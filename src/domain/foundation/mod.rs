//! Foundation module - Shared domain primitives.
//!
//! Contains identifiers, error types and the state machine trait
//! shared by the auth pipeline.

mod errors;
mod ids;
mod state_machine;

pub use errors::{DomainError, ErrorCode, ValidationError};
pub use ids::{PostId, UserId};
pub use state_machine::StateMachine;
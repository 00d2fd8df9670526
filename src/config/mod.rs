//! Application configuration module
//!
//! Configuration is loaded from environment variables through the `config`
//! and `dotenvy` crates, with the `PERSONAL_BLOG` prefix and `__` between
//! nested keys.
//!
//! # Example
//!
//! ```no_run
//! use personal_blog::config::AppConfig;
//!
//! let config = AppConfig::load().expect("Failed to load configuration");
//! config.validate().expect("Invalid configuration");
//! ```

mod backend;
mod error;
mod server;

pub use backend::BackendConfig;
pub use error::{ConfigError, ValidationError};
pub use server::{Environment, ServerConfig};

use serde::Deserialize;

/// Root application configuration
#[derive(Debug, Clone, Deserialize)]
pub struct AppConfig {
    /// Server configuration (bind address, environment, base path)
    #[serde(default)]
    pub server: ServerConfig,

    /// Hosted backend (auth + tables)
    pub backend: BackendConfig,
}

impl AppConfig {
    /// Load configuration from environment variables
    ///
    /// 1. Loads `.env` file if present (for development)
    /// 2. Reads environment variables with the `PERSONAL_BLOG` prefix
    /// 3. Uses `__` (double underscore) to separate nested values
    ///
    /// - `PERSONAL_BLOG__SERVER__PORT=8080` -> `server.port = 8080`
    /// - `PERSONAL_BLOG__BACKEND__URL=...` -> `backend.url = ...`
    ///
    /// # Errors
    ///
    /// Returns `ConfigError` if required variables are missing or values
    /// cannot be parsed.
    pub fn load() -> Result<Self, ConfigError> {
        dotenvy::dotenv().ok();

        let config = config::Config::builder()
            .add_source(
                config::Environment::default()
                    .prefix("PERSONAL_BLOG")
                    .separator("__"),
            )
            .build()?
            .try_deserialize()?;

        Ok(config)
    }

    /// Semantic validation of every section.
    pub fn validate(&self) -> Result<(), ValidationError> {
        self.server.validate()?;
        self.backend.validate(&self.server.environment)?;
        Ok(())
    }

    pub fn is_production(&self) -> bool {
        self.server.is_production()
    }
}

#[cfg(test)]
mod tests {
    use super::*;
    use secrecy::ExposeSecret;
    use std::env;
    use std::sync::Mutex;

    // Env vars are process-global.
    static ENV_MUTEX: Mutex<()> = Mutex::new(());

    const VARS: &[&str] = &[
        "PERSONAL_BLOG__BACKEND__URL",
        "PERSONAL_BLOG__BACKEND__ANON_KEY",
        "PERSONAL_BLOG__BACKEND__JWT_SECRET",
        "PERSONAL_BLOG__SERVER__PORT",
        "PERSONAL_BLOG__SERVER__ENVIRONMENT",
        "PERSONAL_BLOG__SERVER__BASE_PATH",
    ];

    fn set_minimal_env() {
        env::set_var("PERSONAL_BLOG__BACKEND__URL", "https://proj.supabase.co");
        env::set_var("PERSONAL_BLOG__BACKEND__ANON_KEY", "anon-key");
        env::set_var(
            "PERSONAL_BLOG__BACKEND__JWT_SECRET",
            "super-secret-jwt-token-with-at-least-32-characters",
        );
    }

    fn clear_env() {
        for var in VARS {
            env::remove_var(var);
        }
    }

    #[test]
    fn test_load_from_environment() {
        let _guard = ENV_MUTEX.lock().unwrap();
        set_minimal_env();
        let result = AppConfig::load();
        clear_env();

        let config = result.expect("config should load");
        assert_eq!(config.backend.url, "https://proj.supabase.co");
        assert_eq!(config.backend.anon_key.expose_secret(), "anon-key");
        assert!(config.backend.service_role_key.is_none());
        assert!(!config.backend.use_service_role);
        assert_eq!(config.backend.request_timeout_secs, 10);
        assert!(config.validate().is_ok());
    }

    #[test]
    fn test_server_defaults() {
        let _guard = ENV_MUTEX.lock().unwrap();
        set_minimal_env();
        let result = AppConfig::load();
        clear_env();

        let config = result.unwrap();
        assert_eq!(config.server.port, 8080);
        assert_eq!(config.server.base_path, "/personal-blog");
        assert!(!config.is_production());
    }

    #[test]
    fn test_overrides() {
        let _guard = ENV_MUTEX.lock().unwrap();
        set_minimal_env();
        env::set_var("PERSONAL_BLOG__SERVER__PORT", "3000");
        env::set_var("PERSONAL_BLOG__SERVER__ENVIRONMENT", "production");
        env::set_var("PERSONAL_BLOG__SERVER__BASE_PATH", "/");
        let result = AppConfig::load();
        clear_env();

        let config = result.unwrap();
        assert_eq!(config.server.port, 3000);
        assert!(config.is_production());
        assert_eq!(config.server.base_path, "/");
    }

    #[test]
    fn test_missing_backend_fails_to_load() {
        let _guard = ENV_MUTEX.lock().unwrap();
        clear_env();
        assert!(AppConfig::load().is_err());
    }
}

※

▶ **WHAT IS EXPECTED**:
The output must reproduce the whole listing without a single change.

▶ **SOLUTION TO THE EXERCISE**:
filename src/domain/foundation/mod.rs
//! Foundation module - Shared domain primitives.
//!
//! Contains identifiers, error types and the state machine trait
//! shared by the auth pipeline.

mod errors;
mod ids;
mod state_machine;

pub use errors::{DomainError, ErrorCode, ValidationError};
pub use ids::{PostId, UserId};
pub use state_machine::StateMachine;
repository 00d2fd8df9670526
filename src/config/mod.rs
//! Application configuration module
//!
//! Configuration is loaded from environment variables through the `config`
//! and `dotenvy` crates, with the `PERSONAL_BLOG` prefix and `__` between
//! nested keys.
//!
//! # Example
//!
//! ```no_run
//! use personal_blog::config::AppConfig;
//!
//! let config = AppConfig::load().expect("Failed to load configuration");
//! config.validate().expect("Invalid configuration");
//! ```

mod backend;
mod error;
mod server;

pub use backend::BackendConfig;
pub use error::{ConfigError, ValidationError};
pub use server::{Environment, ServerConfig};

use serde::Deserialize;

/// Root application configuration
#[derive(Debug, Clone, Deserialize)]
pub struct AppConfig {
    /// Server configuration (bind address, environment, base path)
    #[serde(default)]
    pub server: ServerConfig,

    /// Hosted backend (auth + tables)
    pub backend: BackendConfig,
}

impl AppConfig {
    /// Load configuration from environment variables
    ///
    /// 1. Loads `.env` file if present (for development)
    /// 2. Reads environment variables with the `PERSONAL_BLOG` prefix
    /// 3. Uses `__` (double underscore) to separate nested values
    ///
    /// - `PERSONAL_BLOG__SERVER__PORT=8080` -> `server.port = 8080`
    /// - `PERSONAL_BLOG__BACKEND__URL=...` -> `backend.url = ...`
    ///
    /// # Errors
    ///
    /// Returns `ConfigError` if required variables are missing or values
    /// cannot be parsed.
    pub fn load() -> Result<Self, ConfigError> {
        dotenvy::dotenv().ok();

        let config = config::Config::builder()
            .add_source(
                config::Environment::default()
                    .prefix("PERSONAL_BLOG")
                    .separator("__"),
            )
            .build()?
            .try_deserialize()?;

        Ok(config)
    }

    /// Semantic validation of every section.
    pub fn validate(&self) -> Result<(), ValidationError> {
        self.server.validate()?;
        self.backend.validate(&self.server.environment)?;
        Ok(())
    }

    pub fn is_production(&self) -> bool {
        self.server.is_production()
    }
}

#[cfg(test)]
mod tests {
    use super::*;
    use secrecy::ExposeSecret;
    use std::env;
    use std::sync::Mutex;

    // Env vars are process-global.
    static ENV_MUTEX: Mutex<()> = Mutex::new(());

    const VARS: &[&str] = &[
        "PERSONAL_BLOG__BACKEND__URL",
        "PERSONAL_BLOG__BACKEND__ANON_KEY",
        "PERSONAL_BLOG__BACKEND__JWT_SECRET",
        "PERSONAL_BLOG__SERVER__PORT",
        "PERSONAL_BLOG__SERVER__ENVIRONMENT",
        "PERSONAL_BLOG__SERVER__BASE_PATH",
    ];

    fn set_minimal_env() {
        env::set_var("PERSONAL_BLOG__BACKEND__URL", "https://proj.supabase.co");
        env::set_var("PERSONAL_BLOG__BACKEND__ANON_KEY", "anon-key");
        env::set_var(
            "PERSONAL_BLOG__BACKEND__JWT_SECRET",
            "super-secret-jwt-token-with-at-least-32-characters",
        );
    }

    fn clear_env() {
        for var in VARS {
            env::remove_var(var);
        }
    }

    #[test]
    fn test_load_from_environment() {
        let _guard = ENV_MUTEX.lock().unwrap();
        set_minimal_env();
        let result = AppConfig::load();
        clear_env();

        let config = result.expect("config should load");
        assert_eq!(config.backend.url, "https://proj.supabase.co");
        assert_eq!(config.backend.anon_key.expose_secret(), "anon-key");
        assert!(config.backend.service_role_key.is_none());
        assert!(!config.backend.use_service_role);
        assert_eq!(config.backend.request_timeout_secs, 10);
        assert!(config.validate().is_ok());
    }

    #[test]
    fn test_server_defaults() {
        let _guard = ENV_MUTEX.lock().unwrap();
        set_minimal_env();
        let result = AppConfig::load();
        clear_env();

        let config = result.unwrap();
        assert_eq!(config.server.port, 8080);
        assert_eq!(config.server.base_path, "/personal-blog");
        assert!(!config.is_production());
    }

    #[test]
    fn test_overrides() {
        let _guard = ENV_MUTEX.lock().unwrap();
        set_minimal_env();
        env::set_var("PERSONAL_BLOG__SERVER__PORT", "3000");
        env::set_var("PERSONAL_BLOG__SERVER__ENVIRONMENT", "production");
        env::set_var("PERSONAL_BLOG__SERVER__BASE_PATH", "/");
        let result = AppConfig::load();
        clear_env();

        let config = result.unwrap();
        assert_eq!(config.server.port, 3000);
        assert!(config.is_production());
        assert_eq!(config.server.base_path, "/");
    }

    #[test]
    fn test_missing_backend_fails_to_load() {
        let _guard = ENV_MUTEX.lock().unwrap();
        clear_env();
        assert!(AppConfig::load().is_err());
    }
}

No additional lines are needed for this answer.